Aims and Objectives 2
The work demonstrates that plastic harmony is contingent on light. Sanct Petri kyrka maintains constant integrity through the extreme containment of daylight and sunlight, in conjunction with a constantly lit plane of lamps floating above head height and black internal surfaces. Conversely during spatial discord induced by excessive luminosity, the church of le couvent de la Tourette descends into Mannerist earthliness. Through the conjunction of constrained sunlight and a plane of artificial light floating above head height, the secularized Ayasofya Müzesi sporadically attains plasticity and vestiges of the cosmic and the sacred.
The sculpture is made from colour, light and shadow, mediated by wood, plaster, gesso and oil paint. Its scope is the sensual and the cosmic.

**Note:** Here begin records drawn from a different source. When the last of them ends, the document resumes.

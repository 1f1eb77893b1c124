use egui::Color32;
use serde::{Deserialize, Serialize};
use std::collections::BTreeMap;
use std::fs;
use std::path::Path;

use crate::element::MIN_ELEMENT_SIZE;
use crate::field::{FieldKey, FieldValue};
use crate::persistence::PersistenceResult;

/// Defaults and tunables handed to containers and filters when they are created.
///
/// Nothing in the editor reads global state: a surface owns one config and
/// passes it down. `last_used` remembers the most recent value set for each
/// field key so the next element of the same kind starts with it.
#[derive(Debug, Clone, PartialEq, Serialize, Deserialize)]
#[serde(default)]
pub struct EditorConfig {
    pub line_color: Color32,
    pub line_thickness: i32,
    pub fill_color: Color32,
    pub font_family: String,
    pub font_size: f32,
    pub blur_radius: i32,
    pub preview_quality: f32,
    pub pixel_size: i32,
    pub highlight_color: Color32,
    pub magnification_factor: i32,
    /// Edge length of an adorner handle in screen pixels
    pub adorner_size: f32,
    /// Extra slack around handles and thin elements for hit testing
    pub hit_tolerance: f32,
    pub min_element_size: f32,
    pub remember_field_values: bool,
    pub last_used: BTreeMap<String, FieldValue>,
}

impl Default for EditorConfig {
    fn default() -> Self {
        Self {
            line_color: Color32::RED,
            line_thickness: 2,
            fill_color: Color32::TRANSPARENT,
            font_family: "Sans".to_string(),
            font_size: 16.0,
            blur_radius: 3,
            preview_quality: 1.0,
            pixel_size: 5,
            highlight_color: Color32::YELLOW,
            magnification_factor: 2,
            adorner_size: 8.0,
            hit_tolerance: 2.0,
            min_element_size: MIN_ELEMENT_SIZE,
            remember_field_values: true,
            last_used: BTreeMap::new(),
        }
    }
}

impl EditorConfig {
    pub fn load(path: impl AsRef<Path>) -> PersistenceResult<Self> {
        let json = fs::read_to_string(path)?;
        Ok(serde_json::from_str(&json)?)
    }

    pub fn save(&self, path: impl AsRef<Path>) -> PersistenceResult<()> {
        let json = serde_json::to_string_pretty(self)?;
        fs::write(path, json)?;
        Ok(())
    }

    /// Starting value for a newly declared field.
    pub fn field_default(&self, key: FieldKey, fallback: FieldValue) -> FieldValue {
        if self.remember_field_values {
            if let Some(value) = self.last_used.get(&key.to_string()) {
                if value.same_kind(&fallback) {
                    return value.clone();
                }
            }
        }
        fallback
    }

    pub fn remember(&mut self, key: FieldKey, value: &FieldValue) {
        if self.remember_field_values {
            self.last_used.insert(key.to_string(), value.clone());
        }
    }
}
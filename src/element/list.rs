use egui::{Pos2, Rect};
use serde::{Deserialize, Serialize};

use super::{ContainerId, DrawableContainer};
use crate::canvas::Canvas;
use crate::error::{EditorError, EditorResult};
use crate::filter::RenderMode;

/// The elements of one surface in paint order (last is topmost).
///
/// Ids are unique within a list; inserting a container whose id is already
/// present is rejected. Selection is the `selected` flag of each member.
#[derive(Debug, Clone, Default, Serialize, Deserialize)]
#[serde(transparent)]
pub struct DrawableContainerList {
    containers: Vec<DrawableContainer>,
}

impl DrawableContainerList {
    pub fn new() -> Self {
        Self::default()
    }

    pub fn len(&self) -> usize {
        self.containers.len()
    }

    pub fn is_empty(&self) -> bool {
        self.containers.is_empty()
    }

    pub fn iter(&self) -> impl DoubleEndedIterator<Item = &DrawableContainer> {
        self.containers.iter()
    }

    pub(crate) fn iter_mut(&mut self) -> impl Iterator<Item = &mut DrawableContainer> {
        self.containers.iter_mut()
    }

    pub fn get(&self, id: ContainerId) -> Option<&DrawableContainer> {
        self.containers.iter().find(|c| c.id() == id)
    }

    pub(crate) fn get_mut(&mut self, id: ContainerId) -> Option<&mut DrawableContainer> {
        self.containers.iter_mut().find(|c| c.id() == id)
    }

    pub fn index_of(&self, id: ContainerId) -> Option<usize> {
        self.containers.iter().position(|c| c.id() == id)
    }

    pub fn contains(&self, id: ContainerId) -> bool {
        self.index_of(id).is_some()
    }

    /// Append on top of everything else.
    pub fn push(&mut self, container: DrawableContainer) -> EditorResult<()> {
        let index = self.containers.len();
        self.insert(index, container)
    }

    /// Insert at `index` (clamped to the end of the list).
    pub fn insert(&mut self, index: usize, container: DrawableContainer) -> EditorResult<()> {
        if self.contains(container.id()) {
            return Err(EditorError::DuplicateContainer(container.id()));
        }
        let index = index.min(self.containers.len());
        self.containers.insert(index, container);
        Ok(())
    }

    /// Take a container out, returning the index it had.
    pub fn remove(&mut self, id: ContainerId) -> EditorResult<(usize, DrawableContainer)> {
        let index = self.index_of(id).ok_or(EditorError::UnknownContainer(id))?;
        Ok((index, self.containers.remove(index)))
    }

    pub fn ids(&self) -> Vec<ContainerId> {
        self.containers.iter().map(DrawableContainer::id).collect()
    }

    pub fn selected_ids(&self) -> Vec<ContainerId> {
        self.containers.iter().filter(|c| c.is_selected()).map(DrawableContainer::id).collect()
    }

    pub fn has_selection(&self) -> bool {
        self.containers.iter().any(DrawableContainer::is_selected)
    }

    /// Returns whether the selection changed.
    pub fn select(&mut self, id: ContainerId) -> EditorResult<bool> {
        let container = self.get_mut(id).ok_or(EditorError::UnknownContainer(id))?;
        let changed = !container.is_selected();
        container.set_selected(true);
        Ok(changed)
    }

    pub fn deselect(&mut self, id: ContainerId) -> EditorResult<bool> {
        let container = self.get_mut(id).ok_or(EditorError::UnknownContainer(id))?;
        let changed = container.is_selected();
        container.set_selected(false);
        Ok(changed)
    }

    /// Clear the selection, returning the ids that were selected.
    pub fn deselect_all(&mut self) -> Vec<ContainerId> {
        let mut cleared = Vec::new();
        for container in self.containers.iter_mut().filter(|c| c.is_selected()) {
            container.set_selected(false);
            cleared.push(container.id());
        }
        cleared
    }

    /// Topmost container hit by `point`.
    pub fn topmost_at(&self, point: Pos2, tolerance: f32) -> Option<ContainerId> {
        self.containers.iter().rev().find(|c| c.hit_test(point, tolerance)).map(DrawableContainer::id)
    }

    /// Union of the given containers' bounds; unknown ids are skipped.
    pub fn bounds_of(&self, ids: &[ContainerId]) -> Rect {
        ids.iter()
            .filter_map(|id| self.get(*id))
            .fold(Rect::NOTHING, |acc, c| acc.union(c.bounds()))
    }

    /// Whether two id lists name the same set of containers.
    ///
    /// Bounds mementos use this to decide whether a new change continues
    /// the drag they describe.
    pub fn same_containers(a: &[ContainerId], b: &[ContainerId]) -> bool {
        a.len() == b.len() && a.iter().all(|id| b.contains(id))
    }

    /// Paint every container in z-order.
    pub fn draw(&self, canvas: &mut Canvas, mode: RenderMode) {
        for container in &self.containers {
            container.draw(canvas, mode);
        }
    }

    pub(crate) fn into_vec(self) -> Vec<DrawableContainer> {
        self.containers
    }
}

impl From<Vec<DrawableContainer>> for DrawableContainerList {
    fn from(containers: Vec<DrawableContainer>) -> Self {
        Self { containers }
    }
}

The work has been informed by two seminal teachers of the past half century, Michael H. Chilton’s teaching on the interrelationship of colour and form, and Geoffrey H. Baker’s analysis of form. Spatial incoherence is rarely mentioned, but aspects of the work are anticipated by Le Corbusier(6), Juha Leiviskä(7), Marietta S. Millet(8), Danièlle Pauly(9) and Emerson Howland Swift(10). The context is a malaise at the heart of architectural culture, the systemic denial of the intrinsic visual-spatial realm and the prerequisite foundation skills which inform its understanding, the consequence of which is a licence to propagate environmental pollution.